What is required:
For this exercise, return all the data exactly as it stands.

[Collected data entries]
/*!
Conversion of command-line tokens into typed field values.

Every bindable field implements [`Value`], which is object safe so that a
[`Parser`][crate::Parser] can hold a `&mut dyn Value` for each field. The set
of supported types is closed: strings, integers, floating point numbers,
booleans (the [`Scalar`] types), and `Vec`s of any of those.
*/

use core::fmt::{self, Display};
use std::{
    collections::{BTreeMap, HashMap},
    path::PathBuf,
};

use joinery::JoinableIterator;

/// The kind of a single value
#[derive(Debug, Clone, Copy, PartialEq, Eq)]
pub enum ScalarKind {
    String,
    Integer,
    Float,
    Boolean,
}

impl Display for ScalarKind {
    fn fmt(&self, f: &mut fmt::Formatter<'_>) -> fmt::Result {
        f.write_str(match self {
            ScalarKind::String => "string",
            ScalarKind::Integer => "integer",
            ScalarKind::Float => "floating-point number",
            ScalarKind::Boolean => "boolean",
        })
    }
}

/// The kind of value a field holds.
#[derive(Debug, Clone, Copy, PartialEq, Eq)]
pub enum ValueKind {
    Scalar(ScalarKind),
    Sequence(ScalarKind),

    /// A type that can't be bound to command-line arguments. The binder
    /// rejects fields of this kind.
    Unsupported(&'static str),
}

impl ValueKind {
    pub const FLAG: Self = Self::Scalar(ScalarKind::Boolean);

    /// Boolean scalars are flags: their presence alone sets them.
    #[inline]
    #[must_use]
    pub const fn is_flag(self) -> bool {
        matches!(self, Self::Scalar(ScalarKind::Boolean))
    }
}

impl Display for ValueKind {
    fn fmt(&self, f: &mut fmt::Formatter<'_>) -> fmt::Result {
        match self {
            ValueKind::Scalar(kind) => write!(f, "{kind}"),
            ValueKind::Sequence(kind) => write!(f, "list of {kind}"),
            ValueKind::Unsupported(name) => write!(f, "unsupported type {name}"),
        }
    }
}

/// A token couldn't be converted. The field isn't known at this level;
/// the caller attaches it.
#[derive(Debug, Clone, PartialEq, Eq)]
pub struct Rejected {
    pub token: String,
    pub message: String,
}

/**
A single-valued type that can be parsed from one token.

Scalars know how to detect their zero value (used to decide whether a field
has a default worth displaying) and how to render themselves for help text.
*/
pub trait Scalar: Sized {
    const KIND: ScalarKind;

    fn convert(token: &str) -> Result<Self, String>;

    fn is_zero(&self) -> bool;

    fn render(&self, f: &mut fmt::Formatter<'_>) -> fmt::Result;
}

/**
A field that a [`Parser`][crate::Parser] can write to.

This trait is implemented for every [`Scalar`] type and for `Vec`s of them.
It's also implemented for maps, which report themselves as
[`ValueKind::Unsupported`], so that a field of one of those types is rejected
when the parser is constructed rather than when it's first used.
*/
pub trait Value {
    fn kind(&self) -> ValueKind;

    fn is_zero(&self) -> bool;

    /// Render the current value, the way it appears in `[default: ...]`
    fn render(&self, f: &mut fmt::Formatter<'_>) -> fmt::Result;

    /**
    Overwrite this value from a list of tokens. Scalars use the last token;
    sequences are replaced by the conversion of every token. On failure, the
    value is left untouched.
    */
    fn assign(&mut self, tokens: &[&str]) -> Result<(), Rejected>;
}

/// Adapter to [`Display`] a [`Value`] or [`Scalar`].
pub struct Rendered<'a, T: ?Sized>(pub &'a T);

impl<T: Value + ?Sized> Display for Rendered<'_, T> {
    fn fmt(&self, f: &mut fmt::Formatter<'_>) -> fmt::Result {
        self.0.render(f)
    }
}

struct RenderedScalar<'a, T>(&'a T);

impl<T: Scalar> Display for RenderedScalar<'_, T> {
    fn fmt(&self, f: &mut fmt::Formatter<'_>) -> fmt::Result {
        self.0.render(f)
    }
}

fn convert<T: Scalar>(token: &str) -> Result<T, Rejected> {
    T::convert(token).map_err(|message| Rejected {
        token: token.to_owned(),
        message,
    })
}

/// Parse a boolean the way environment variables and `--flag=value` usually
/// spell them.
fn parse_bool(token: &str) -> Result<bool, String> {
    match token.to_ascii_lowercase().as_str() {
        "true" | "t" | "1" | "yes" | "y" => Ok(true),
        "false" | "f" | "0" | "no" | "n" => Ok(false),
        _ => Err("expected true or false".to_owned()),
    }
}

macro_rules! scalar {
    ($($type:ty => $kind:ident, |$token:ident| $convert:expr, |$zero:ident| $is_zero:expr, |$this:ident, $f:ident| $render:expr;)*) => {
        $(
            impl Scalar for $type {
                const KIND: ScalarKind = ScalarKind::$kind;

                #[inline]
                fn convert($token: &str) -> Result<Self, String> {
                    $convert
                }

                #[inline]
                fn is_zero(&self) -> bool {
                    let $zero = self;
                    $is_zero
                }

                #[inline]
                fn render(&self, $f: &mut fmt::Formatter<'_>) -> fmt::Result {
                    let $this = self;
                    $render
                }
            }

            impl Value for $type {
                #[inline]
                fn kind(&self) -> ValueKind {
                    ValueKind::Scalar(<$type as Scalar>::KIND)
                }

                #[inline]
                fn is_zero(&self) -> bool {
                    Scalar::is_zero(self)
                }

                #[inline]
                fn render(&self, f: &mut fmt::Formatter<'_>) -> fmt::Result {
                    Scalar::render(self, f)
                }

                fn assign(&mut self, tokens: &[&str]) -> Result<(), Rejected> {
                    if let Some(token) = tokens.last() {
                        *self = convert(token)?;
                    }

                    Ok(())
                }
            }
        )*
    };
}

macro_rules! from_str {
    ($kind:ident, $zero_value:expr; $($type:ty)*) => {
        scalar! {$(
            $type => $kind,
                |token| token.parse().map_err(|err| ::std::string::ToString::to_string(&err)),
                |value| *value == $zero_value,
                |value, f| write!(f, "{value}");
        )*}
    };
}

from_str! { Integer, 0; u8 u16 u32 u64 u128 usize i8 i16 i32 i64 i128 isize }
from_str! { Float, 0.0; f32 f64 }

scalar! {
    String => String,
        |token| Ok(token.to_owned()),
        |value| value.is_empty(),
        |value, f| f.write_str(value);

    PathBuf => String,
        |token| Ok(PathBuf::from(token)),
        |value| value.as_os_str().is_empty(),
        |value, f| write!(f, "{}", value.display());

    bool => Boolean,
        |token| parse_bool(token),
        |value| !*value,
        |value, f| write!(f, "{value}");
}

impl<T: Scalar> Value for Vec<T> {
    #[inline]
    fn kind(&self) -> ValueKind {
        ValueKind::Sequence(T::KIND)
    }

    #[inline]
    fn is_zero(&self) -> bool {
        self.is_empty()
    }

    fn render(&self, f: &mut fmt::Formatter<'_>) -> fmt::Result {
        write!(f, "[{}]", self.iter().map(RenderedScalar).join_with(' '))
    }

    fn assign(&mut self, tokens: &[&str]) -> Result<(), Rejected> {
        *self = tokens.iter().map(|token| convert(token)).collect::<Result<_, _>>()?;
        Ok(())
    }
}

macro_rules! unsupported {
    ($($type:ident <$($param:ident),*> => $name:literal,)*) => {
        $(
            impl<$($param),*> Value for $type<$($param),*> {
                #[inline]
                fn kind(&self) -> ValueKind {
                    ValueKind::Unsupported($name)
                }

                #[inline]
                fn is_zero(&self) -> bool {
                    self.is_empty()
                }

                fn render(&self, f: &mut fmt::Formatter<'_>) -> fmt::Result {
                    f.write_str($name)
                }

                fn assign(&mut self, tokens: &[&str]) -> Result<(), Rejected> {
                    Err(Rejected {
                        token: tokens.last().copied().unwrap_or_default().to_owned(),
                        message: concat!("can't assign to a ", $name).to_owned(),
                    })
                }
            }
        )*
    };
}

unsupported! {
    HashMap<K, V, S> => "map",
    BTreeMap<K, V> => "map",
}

Solution to this exercise:
/*!
Conversion of command-line tokens into typed field values.

Every bindable field implements [`Value`], which is object safe so that a
[`Parser`][crate::Parser] can hold a `&mut dyn Value` for each field. The set
of supported types is closed: strings, integers, floating point numbers,
booleans (the [`Scalar`] types), and `Vec`s of any of those.
*/

use core::fmt::{self, Display};
use std::{
    collections::{BTreeMap, HashMap},
    path::PathBuf,
};

use joinery::JoinableIterator;

/// The kind of a single value
#[derive(Debug, Clone, Copy, PartialEq, Eq)]
pub enum ScalarKind {
    String,
    Integer,
    Float,
    Boolean,
}

impl Display for ScalarKind {
    fn fmt(&self, f: &mut fmt::Formatter<'_>) -> fmt::Result {
        f.write_str(match self {
            ScalarKind::String => "string",
            ScalarKind::Integer => "integer",
            ScalarKind::Float => "floating-point number",
            ScalarKind::Boolean => "boolean",
        })
    }
}

/// The kind of value a field holds.
#[derive(Debug, Clone, Copy, PartialEq, Eq)]
pub enum ValueKind {
    Scalar(ScalarKind),
    Sequence(ScalarKind),

    /// A type that can't be bound to command-line arguments. The binder
    /// rejects fields of this kind.
    Unsupported(&'static str),
}

impl ValueKind {
    pub const FLAG: Self = Self::Scalar(ScalarKind::Boolean);

    /// Boolean scalars are flags: their presence alone sets them.
    #[inline]
    #[must_use]
    pub const fn is_flag(self) -> bool {
        matches!(self, Self::Scalar(ScalarKind::Boolean))
    }
}

impl Display for ValueKind {
    fn fmt(&self, f: &mut fmt::Formatter<'_>) -> fmt::Result {
        match self {
            ValueKind::Scalar(kind) => write!(f, "{kind}"),
            ValueKind::Sequence(kind) => write!(f, "list of {kind}"),
            ValueKind::Unsupported(name) => write!(f, "unsupported type {name}"),
        }
    }
}

/// A token couldn't be converted. The field isn't known at this level;
/// the caller attaches it.
#[derive(Debug, Clone, PartialEq, Eq)]
pub struct Rejected {
    pub token: String,
    pub message: String,
}

/**
A single-valued type that can be parsed from one token.

Scalars know how to detect their zero value (used to decide whether a field
has a default worth displaying) and how to render themselves for help text.
*/
pub trait Scalar: Sized {
    const KIND: ScalarKind;

    fn convert(token: &str) -> Result<Self, String>;

    fn is_zero(&self) -> bool;

    fn render(&self, f: &mut fmt::Formatter<'_>) -> fmt::Result;
}

/**
A field that a [`Parser`][crate::Parser] can write to.

This trait is implemented for every [`Scalar`] type and for `Vec`s of them.
It's also implemented for maps, which report themselves as
[`ValueKind::Unsupported`], so that a field of one of those types is rejected
when the parser is constructed rather than when it's first used.
*/
pub trait Value {
    fn kind(&self) -> ValueKind;

    fn is_zero(&self) -> bool;

    /// Render the current value, the way it appears in `[default: ...]`
    fn render(&self, f: &mut fmt::Formatter<'_>) -> fmt::Result;

    /**
    Overwrite this value from a list of tokens. Scalars use the last token;
    sequences are replaced by the conversion of every token. On failure, the
    value is left untouched.
    */
    fn assign(&mut self, tokens: &[&str]) -> Result<(), Rejected>;
}

/// Adapter to [`Display`] a [`Value`] or [`Scalar`].
pub struct Rendered<'a, T: ?Sized>(pub &'a T);

impl<T: Value + ?Sized> Display for Rendered<'_, T> {
    fn fmt(&self, f: &mut fmt::Formatter<'_>) -> fmt::Result {
        self.0.render(f)
    }
}

struct RenderedScalar<'a, T>(&'a T);

impl<T: Scalar> Display for RenderedScalar<'_, T> {
    fn fmt(&self, f: &mut fmt::Formatter<'_>) -> fmt::Result {
        self.0.render(f)
    }
}

fn convert<T: Scalar>(token: &str) -> Result<T, Rejected> {
    T::convert(token).map_err(|message| Rejected {
        token: token.to_owned(),
        message,
    })
}

/// Parse a boolean the way environment variables and `--flag=value` usually
/// spell them.
fn parse_bool(token: &str) -> Result<bool, String> {
    match token.to_ascii_lowercase().as_str() {
        "true" | "t" | "1" | "yes" | "y" => Ok(true),
        "false" | "f" | "0" | "no" | "n" => Ok(false),
        _ => Err("expected true or false".to_owned()),
    }
}

macro_rules! scalar {
    ($($type:ty => $kind:ident, |$token:ident| $convert:expr, |$zero:ident| $is_zero:expr, |$this:ident, $f:ident| $render:expr;)*) => {
        $(
            impl Scalar for $type {
                const KIND: ScalarKind = ScalarKind::$kind;

                #[inline]
                fn convert($token: &str) -> Result<Self, String> {
                    $convert
                }

                #[inline]
                fn is_zero(&self) -> bool {
                    let $zero = self;
                    $is_zero
                }

                #[inline]
                fn render(&self, $f: &mut fmt::Formatter<'_>) -> fmt::Result {
                    let $this = self;
                    $render
                }
            }

            impl Value for $type {
                #[inline]
                fn kind(&self) -> ValueKind {
                    ValueKind::Scalar(<$type as Scalar>::KIND)
                }

                #[inline]
                fn is_zero(&self) -> bool {
                    Scalar::is_zero(self)
                }

                #[inline]
                fn render(&self, f: &mut fmt::Formatter<'_>) -> fmt::Result {
                    Scalar::render(self, f)
                }

                fn assign(&mut self, tokens: &[&str]) -> Result<(), Rejected> {
                    if let Some(token) = tokens.last() {
                        *self = convert(token)?;
                    }

                    Ok(())
                }
            }
        )*
    };
}

macro_rules! from_str {
    ($kind:ident, $zero_value:expr; $($type:ty)*) => {
        scalar! {$(
            $type => $kind,
                |token| token.parse().map_err(|err| ::std::string::ToString::to_string(&err)),
                |value| *value == $zero_value,
                |value, f| write!(f, "{value}");
        )*}
    };
}

from_str! { Integer, 0; u8 u16 u32 u64 u128 usize i8 i16 i32 i64 i128 isize }
from_str! { Float, 0.0; f32 f64 }

scalar! {
    String => String,
        |token| Ok(token.to_owned()),
        |value| value.is_empty(),
        |value, f| f.write_str(value);

    PathBuf => String,
        |token| Ok(PathBuf::from(token)),
        |value| value.as_os_str().is_empty(),
        |value, f| write!(f, "{}", value.display());

    bool => Boolean,
        |token| parse_bool(token),
        |value| !*value,
        |value, f| write!(f, "{value}");
}

impl<T: Scalar> Value for Vec<T> {
    #[inline]
    fn kind(&self) -> ValueKind {
        ValueKind::Sequence(T::KIND)
    }

    #[inline]
    fn is_zero(&self) -> bool {
        self.is_empty()
    }

    fn render(&self, f: &mut fmt::Formatter<'_>) -> fmt::Result {
        write!(f, "[{}]", self.iter().map(RenderedScalar).join_with(' '))
    }

    fn assign(&mut self, tokens: &[&str]) -> Result<(), Rejected> {
        *self = tokens.iter().map(|token| convert(token)).collect::<Result<_, _>>()?;
        Ok(())
    }
}

macro_rules! unsupported {
    ($($type:ident <$($param:ident),*> => $name:literal,)*) => {
        $(
            impl<$($param),*> Value for $type<$($param),*> {
                #[inline]
                fn kind(&self) -> ValueKind {
                    ValueKind::Unsupported($name)
                }

                #[inline]
                fn is_zero(&self) -> bool {
                    self.is_empty()
                }

                fn render(&self, f: &mut fmt::Formatter<'_>) -> fmt::Result {
                    f.write_str($name)
                }

                fn assign(&mut self, tokens: &[&str]) -> Result<(), Rejected> {
                    Err(Rejected {
                        token: tokens.last().copied().unwrap_or_default().to_owned(),
                        message: concat!("can't assign to a ", $name).to_owned(),
                    })
                }
            }
        )*
    };
}

unsupported! {
    HashMap<K, V, S> => "map",
    BTreeMap<K, V> => "map",
}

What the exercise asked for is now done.